Across the UK, gangs of thieves are prowling around parking lots and residential areas, looking to loot unattended cars of one particular item. They bring tools to harvest this forbidden fruit – hydraulic jacks, drills, and saws, to get under the chassis and tear it out.

According to the Metropolitan Police, there have been at least 900 incidents of this since summer last year. And that number is only set to increase, for reasons that can be found in the chart below:

This is palladium, which has just whizzed past gold to become the most expensive precious metal around. It’s used more in heavy industry than jewellery, notably in catalytic converters, those devices used in car exhausts to reduce emissions.

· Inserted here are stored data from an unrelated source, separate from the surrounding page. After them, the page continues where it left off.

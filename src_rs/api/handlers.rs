// 목적:
// - 검색/추천/조회 HTTP 핸들러를 제공한다.
//
// 설명:
// - 쿼리 파라미터를 파이프라인 요청으로 바꿔 실행하고 결과를 JSON으로 반환한다.
// - 파이프라인과 저장소/스코어러 핸들은 AppState로 주입받는다.
//
// 디자인 패턴:
// - 파사드(Facade) + 의존성 주입(Dependency Injection).
//
// 참조:
// - src_rs/core/search_pipeline.rs
// - src_rs/core/aggregation_pipeline.rs
// - src_rs/core/browse_pipeline.rs

use axum::extract::rejection::{PathRejection, QueryRejection};
use axum::extract::{Path, Query, State};
use axum::Json;
use serde::{Deserialize, Serialize};
use std::collections::BTreeMap;
use std::sync::Arc;

use crate::api::response::ApiError;
use crate::core::aggregation_pipeline::AggregationPipeline;
use crate::core::browse_pipeline::{BrowsePipeline, FeaturedList};
use crate::core::config::AppConfig;
use crate::core::product::{Product, ScoredProduct};
use crate::core::search_pipeline::{SearchPipeline, SearchRequest};
use crate::core::similarity_http::SimilarityScorer;
use crate::index::store::CatalogStore;

/// 핸들러가 공유하는 요청 처리 상태다. 요청 간에 변경되는 값은 없다.
#[derive(Clone)]
pub struct AppState {
    search: Arc<SearchPipeline>,
    aggregation: Arc<AggregationPipeline>,
    browse: Arc<BrowsePipeline>,
    default_top_k: usize,
    default_top_n: usize,
}

impl AppState {
    pub fn new(
        store: Arc<dyn CatalogStore>,
        scorer: Arc<dyn SimilarityScorer>,
        config: &AppConfig,
    ) -> Self {
        Self {
            search: Arc::new(SearchPipeline::new(
                store.clone(),
                scorer,
                config.search.fetch_limit,
            )),
            aggregation: Arc::new(AggregationPipeline::new(store.clone())),
            browse: Arc::new(BrowsePipeline::new(store, config.browse.clone())),
            default_top_k: config.search.default_top_k,
            default_top_n: config.aggregation.default_top_n,
        }
    }
}

#[derive(Debug, Deserialize)]
pub struct SearchParams {
    #[serde(alias = "q")]
    pub query: Option<String>,
    pub top_k: Option<i64>,
}

#[derive(Debug, Deserialize)]
pub struct RecommendationParams {
    pub top_n: Option<i64>,
}

#[derive(Debug, Deserialize)]
pub struct LimitParams {
    pub limit: Option<i64>,
}

#[derive(Debug, Serialize)]
pub struct HealthResponse {
    pub status: &'static str,
}

pub async fn handle_semantic_search(
    State(state): State<AppState>,
    params: Result<Query<SearchParams>, QueryRejection>,
) -> Result<Json<Vec<ScoredProduct>>, ApiError> {
    let Query(params) = params?;
    let request = SearchRequest {
        query: params.query.unwrap_or_default(),
        top_k: params.top_k.unwrap_or(state.default_top_k as i64),
    };

    let results = state.search.execute(&request).await?;
    Ok(Json(results))
}

pub async fn handle_recommendations(
    State(state): State<AppState>,
    params: Result<Query<RecommendationParams>, QueryRejection>,
) -> Result<Json<BTreeMap<String, Vec<Product>>>, ApiError> {
    let Query(params) = params?;
    let top_n = params.top_n.unwrap_or(state.default_top_n as i64);
    let groups = state.aggregation.execute(top_n).await?;

    let body = groups
        .into_iter()
        .map(|group| (group.category, group.products))
        .collect::<BTreeMap<_, _>>();
    Ok(Json(body))
}

pub async fn handle_get_product(
    State(state): State<AppState>,
    product_id: Result<Path<i64>, PathRejection>,
) -> Result<Json<Product>, ApiError> {
    let Path(product_id) = product_id?;
    Ok(Json(state.browse.product(product_id).await?))
}

pub async fn handle_category_products(
    State(state): State<AppState>,
    main_category: Result<Path<String>, PathRejection>,
    params: Result<Query<LimitParams>, QueryRejection>,
) -> Result<Json<Vec<Product>>, ApiError> {
    let Path(main_category) = main_category?;
    let Query(params) = params?;
    Ok(Json(
        state.browse.by_category(&main_category, params.limit).await?,
    ))
}

pub async fn handle_sale_products(
    State(state): State<AppState>,
    params: Result<Query<LimitParams>, QueryRejection>,
) -> Result<Json<Vec<Product>>, ApiError> {
    let Query(params) = params?;
    Ok(Json(state.browse.on_sale(params.limit).await?))
}

pub async fn handle_hot_picks(
    State(state): State<AppState>,
    params: Result<Query<LimitParams>, QueryRejection>,
) -> Result<Json<Vec<Product>>, ApiError> {
    let Query(params) = params?;
    Ok(Json(
        state
            .browse
            .featured(FeaturedList::HotPicks, params.limit)
            .await?,
    ))
}

pub async fn handle_best_sellers(
    State(state): State<AppState>,
    params: Result<Query<LimitParams>, QueryRejection>,
) -> Result<Json<Vec<Product>>, ApiError> {
    let Query(params) = params?;
    Ok(Json(
        state
            .browse
            .featured(FeaturedList::BestSellers, params.limit)
            .await?,
    ))
}

pub async fn handle_new_arrivals(
    State(state): State<AppState>,
    params: Result<Query<LimitParams>, QueryRejection>,
) -> Result<Json<Vec<Product>>, ApiError> {
    let Query(params) = params?;
    Ok(Json(
        state
            .browse
            .featured(FeaturedList::NewArrivals, params.limit)
            .await?,
    ))
}

pub async fn handle_health() -> Json<HealthResponse> {
    Json(HealthResponse { status: "ok" })
}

Palladium is generally used in catalytic converters for petrol engines, with its sister platinum used for diesel engines. With diesel engines politically unpopular of late (hello, Volkswagen), petrol engines, and consequently the palladium market, have picked up the slack.

But as you can see in that chart, there really isn’t much slack in the palladium market. Production is tight, and can’t be rapidly brought online quickly to deal with the rise in demand. As a result, the price has just bolted higher… as has the reward for thieves who steal the converters and gut them for the palladium within.

Platinum price (blue) against the palladium price (green) since the Volkswagen emissions scandal

Just a few hours ago as I write this, palladium has hit an all-time high of $1,500 per troy ounce, or £1,147. The folks who bought in August, are close to doubling their money in the space of six months.

I bought palladium back in 2016 when it was 600 bucks, so I’m feeling pretty chuffed. But not nearly as chuffed as the folks who bought palladium miners last year must be.

This is Impala Platinum, which despite its name, is one of the world’s largest producers of palladium:

Speculators who got in on Impala in September have more than tripled their money in less than six months.

Mining companies aren’t all the same. Other palladium producers haven’t done as well as Impala – that’s why knowing which miners hold the most value is key. But when precious metals take off, the miners go nuts – and the opportunities to profit can be immense.

That’s what Eoin Treacy has been working on for our 2019 Gold Summit. He reckons that gold’s recent rip higher has barely begun, and that high-quality miners are going to have a day in the sun like never before.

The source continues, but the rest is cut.